Norm on Unitization of Normed Algebra is Equivalent to Direct Product Norm

Theorem

Let $\GF \in \set {\R, \C}$.

Let $\struct {A, \norm {\, \cdot \,} }$ be a normed algebra over $\GF$ that is not unital as an algebra.

Let $\struct {A_+, \norm {\, \cdot \,}_1 }$ be the normed unitization of $\struct {A, \norm {\, \cdot \,} }$.

Let $\norm {\, \cdot \,}_2$ be the direct product norm on $A \times \GF$.

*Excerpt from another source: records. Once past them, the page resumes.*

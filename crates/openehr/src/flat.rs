//! Flat (web template) composition format.
//!
//! The flat format (`application/openehr.wt.flat.schema+json`) is a single JSON object whose
//! keys are slash-separated web-template paths with optional `|attribute` suffixes:
//!
//! ```text
//! "ctx/language": "en"
//! "vitals/context/start_time": "2024-03-01T10:00:00Z"
//! "vitals/blood_pressure/any_event:0/systolic|magnitude": 120
//! "vitals/blood_pressure/any_event:0/systolic|unit": "mm[Hg]"
//! "vitals/pulse_oximetry/any_event:0/spo|numerator": 98
//! ```
//!
//! [`FlatComposition`] keeps keys ordered so serialised bodies are stable, and offers typed
//! setters/getters for the value shapes the clinic uses. Getters are total: a missing or
//! mistyped attribute yields `None`.

use serde::{Deserialize, Serialize};
use serde_json::{Map, Value};
use std::collections::BTreeMap;

use crate::data_types::{DvProportion, DvQuantity};
use crate::{OpenEhrError, OpenEhrResult};

/// Suffix used by the repository for the composition uid in flat output.
const UID_SUFFIX: &str = "/_uid";

/// A flat composition document.
#[derive(Clone, Debug, Default, PartialEq, Serialize, Deserialize)]
#[serde(transparent)]
pub struct FlatComposition(BTreeMap<String, Value>);

impl FlatComposition {
    pub fn new() -> Self {
        Self::default()
    }

    /// Decode a flat document from a response body.
    ///
    /// # Errors
    ///
    /// Returns [`OpenEhrError::Translation`] if the body is not a JSON object.
    pub fn from_json(body: Value) -> OpenEhrResult<Self> {
        match body {
            Value::Object(map) => Ok(Self(map.into_iter().collect())),
            other => Err(OpenEhrError::Translation(format!(
                "flat composition must be a JSON object, got {}",
                json_kind(&other)
            ))),
        }
    }

    pub fn into_json(self) -> Value {
        Value::Object(self.0.into_iter().collect::<Map<String, Value>>())
    }

    pub fn len(&self) -> usize {
        self.0.len()
    }

    pub fn is_empty(&self) -> bool {
        self.0.is_empty()
    }

    pub fn get(&self, key: &str) -> Option<&Value> {
        self.0.get(key)
    }

    pub fn keys(&self) -> impl Iterator<Item = &str> {
        self.0.keys().map(String::as_str)
    }

    pub fn insert(&mut self, key: impl Into<String>, value: impl Into<Value>) {
        self.0.insert(key.into(), value.into());
    }

    /// Text at `key`, if present and a string.
    pub fn text(&self, key: &str) -> Option<&str> {
        self.0.get(key)?.as_str()
    }

    /// First text found among `keys`.
    pub fn first_text(&self, keys: &[&str]) -> Option<&str> {
        keys.iter().find_map(|k| self.text(k))
    }

    /// Writes `path|magnitude` and `path|unit`.
    pub fn set_quantity(&mut self, path: &str, quantity: &DvQuantity) {
        self.insert(format!("{path}|magnitude"), quantity.magnitude);
        self.insert(format!("{path}|unit"), quantity.units.clone());
    }

    /// Reads `path|magnitude` (required, numeric) and `path|unit`.
    pub fn quantity(&self, path: &str) -> Option<DvQuantity> {
        let magnitude = self.0.get(&format!("{path}|magnitude"))?.as_f64()?;
        let units = self
            .text(&format!("{path}|unit"))
            .unwrap_or_default()
            .to_string();
        Some(DvQuantity::new(magnitude, units))
    }

    /// Writes `path|numerator`, `path|denominator` and, when known, `path|type`.
    pub fn set_proportion(&mut self, path: &str, proportion: &DvProportion) {
        self.insert(format!("{path}|numerator"), proportion.numerator);
        self.insert(format!("{path}|denominator"), proportion.denominator);
        if let Some(kind) = proportion.proportion_type {
            self.insert(format!("{path}|type"), kind);
        }
    }

    /// Reads `path|numerator` and `path|denominator`; both must be numeric.
    pub fn proportion(&self, path: &str) -> Option<DvProportion> {
        let numerator = self.0.get(&format!("{path}|numerator"))?.as_f64()?;
        let denominator = self.0.get(&format!("{path}|denominator"))?.as_f64()?;
        let mut proportion = DvProportion::new(numerator, denominator);
        proportion.proportion_type = self.0.get(&format!("{path}|type")).and_then(Value::as_i64);
        Some(proportion)
    }

    /// Writes a coded text as `path|value`, plus `path|code` and `path|terminology` when a code
    /// is known.
    pub fn set_coded_text(&mut self, path: &str, value: &str, code: Option<(&str, &str)>) {
        self.insert(format!("{path}|value"), value);
        if let Some((terminology, code)) = code {
            self.insert(format!("{path}|code"), code);
            self.insert(format!("{path}|terminology"), terminology);
        }
    }

    fn uid_entry(&self) -> Option<(&str, &Value)> {
        self.0.iter().find_map(|(k, v)| {
            let root = k.strip_suffix(UID_SUFFIX)?;
            (!root.is_empty() && !root.contains('/')).then_some((root, v))
        })
    }

    /// The composition uid, if the document carries one (`<root>/_uid`).
    pub fn uid(&self) -> Option<&str> {
        self.uid_entry().and_then(|(_, v)| v.as_str())
    }

    /// Web-template root node id the keys start with.
    ///
    /// Taken from `<root>/_uid` when present, otherwise from the first key outside `ctx/`.
    pub fn root(&self) -> Option<&str> {
        if let Some((root, _)) = self.uid_entry() {
            return Some(root);
        }
        self.0
            .keys()
            .filter_map(|k| k.split(['/', '|']).next())
            .find(|segment| !segment.is_empty() && *segment != "ctx")
    }
}

fn json_kind(value: &Value) -> &'static str {
    match value {
        Value::Null => "null",
        Value::Bool(_) => "a boolean",
        Value::Number(_) => "a number",
        Value::String(_) => "a string",
        Value::Array(_) => "an array",
        Value::Object(_) => "an object",
    }
}

#[cfg(test)]
mod tests {
    use super::*;
    use serde_json::json;

    #[test]
    fn writes_quantity_and_proportion_attributes() {
        let mut flat = FlatComposition::new();
        flat.set_quantity(
            "vitals/blood_pressure/any_event:0/systolic",
            &DvQuantity::new(120.0, "mm[Hg]"),
        );
        let mut spo2 = DvProportion::new(19.0, 20.0);
        spo2.proportion_type = Some(2);
        flat.set_proportion("vitals/pulse_oximetry/any_event:0/spo", &spo2);

        let json = flat.clone().into_json();
        assert_eq!(json["vitals/blood_pressure/any_event:0/systolic|magnitude"], json!(120.0));
        assert_eq!(json["vitals/blood_pressure/any_event:0/systolic|unit"], json!("mm[Hg]"));
        assert_eq!(json["vitals/pulse_oximetry/any_event:0/spo|denominator"], json!(20.0));
        assert_eq!(json["vitals/pulse_oximetry/any_event:0/spo|type"], json!(2));

        let back = flat
            .proportion("vitals/pulse_oximetry/any_event:0/spo")
            .expect("proportion");
        assert_eq!(back.percentage(), Some(95.0));
    }

    #[test]
    fn getters_are_total() {
        let flat = FlatComposition::from_json(json!({
            "vitals/height/any_event:0/height|magnitude": "tall",
            "vitals/body_weight/any_event:0/weight|magnitude": 70
        }))
        .expect("object");
        assert!(flat.quantity("vitals/height/any_event:0/height").is_none());
        assert!(flat.quantity("vitals/missing").is_none());
        let weight = flat
            .quantity("vitals/body_weight/any_event:0/weight")
            .expect("weight");
        assert_eq!(weight.magnitude, 70.0);
        assert_eq!(weight.units, "");
    }

    #[test]
    fn finds_root_level_uid_only() {
        let flat = FlatComposition::from_json(json!({
            "vitals/blood_pressure/_uid": "nested-should-be-ignored",
            "vitals/_uid": "8849182c-82ad-4088-a07f-48ead4180515::local.ehrbase.org::1"
        }))
        .expect("object");
        assert_eq!(
            flat.uid(),
            Some("8849182c-82ad-4088-a07f-48ead4180515::local.ehrbase.org::1")
        );
    }

    #[test]
    fn rejects_non_object_bodies() {
        let err = FlatComposition::from_json(json!([1, 2])).expect_err("should reject");
        assert!(matches!(err, OpenEhrError::Translation(msg) if msg.contains("an array")));
    }

    #[test]
    fn writes_coded_text_with_optional_code() {
        let mut flat = FlatComposition::new();
        flat.set_coded_text("vitals/category", "event", Some(("openehr", "433")));
        flat.set_coded_text("vitals/context/setting", "tele-clinic", None);
        assert_eq!(flat.text("vitals/category|code"), Some("433"));
        assert_eq!(flat.text("vitals/category|terminology"), Some("openehr"));
        assert_eq!(flat.text("vitals/context/setting|value"), Some("tele-clinic"));
        assert!(flat.get("vitals/context/setting|code").is_none());
    }

    #[test]
    fn root_comes_from_uid_then_keys() {
        let flat = FlatComposition::from_json(json!({
            "ctx/language": "en",
            "ward_vitals/_uid": "8849182c-82ad-4088-a07f-48ead4180515::local.ehrbase.org::1",
            "ward_vitals/pulse_heart_beat/any_event:0/rate|magnitude": 72
        }))
        .expect("object");
        assert_eq!(flat.root(), Some("ward_vitals"));

        let flat = FlatComposition::from_json(json!({
            "ctx/territory": "IN",
            "vitals/context/start_time": "2024-03-01T10:00:00Z"
        }))
        .expect("object");
        assert_eq!(flat.root(), Some("vitals"));

        let flat = FlatComposition::from_json(json!({"ctx/language": "en"})).expect("object");
        assert_eq!(flat.root(), None);
    }
}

Then $\norm {\, \cdot \,}_1$ and $\norm {\, \cdot \,}_2$ are equivalent norms.

Proof

Let $u, v \in \R$.

We have:

$\ds \frac 1 2 \paren {\size u + \size v} \le \frac 1 2 \paren {\max \set {\size u, \size v} + \max \set {\size u, \size v} } = \max \set {\size u, \size v}$

and:

$\ds \max \set {\size u, \size v} \le \max \set {\size u, \size v} + \min \set {\size u, \size v} = \size u + \size v$

Let $x \in A$ and $\lambda \in \GF$.

Taking $u = \norm x$ and $v = \cmod \lambda$ in the above we obtain:

$\ds \frac 1 2 \paren {\norm x + \cmod \lambda} \le \max \set {\norm x, \size \lambda} \le \norm x + \cmod \lambda$

That is:

$\ds \frac 1 2 \norm {\tuple {x, \lambda} }_1 \le \norm {\tuple {x, \lambda} }_2 \le \norm {\tuple {x, \lambda} }_1$

So $\norm {\, \cdot \,}_1$ and $\norm {\, \cdot \,}_2$ are equivalent norms.

$\blacksquare$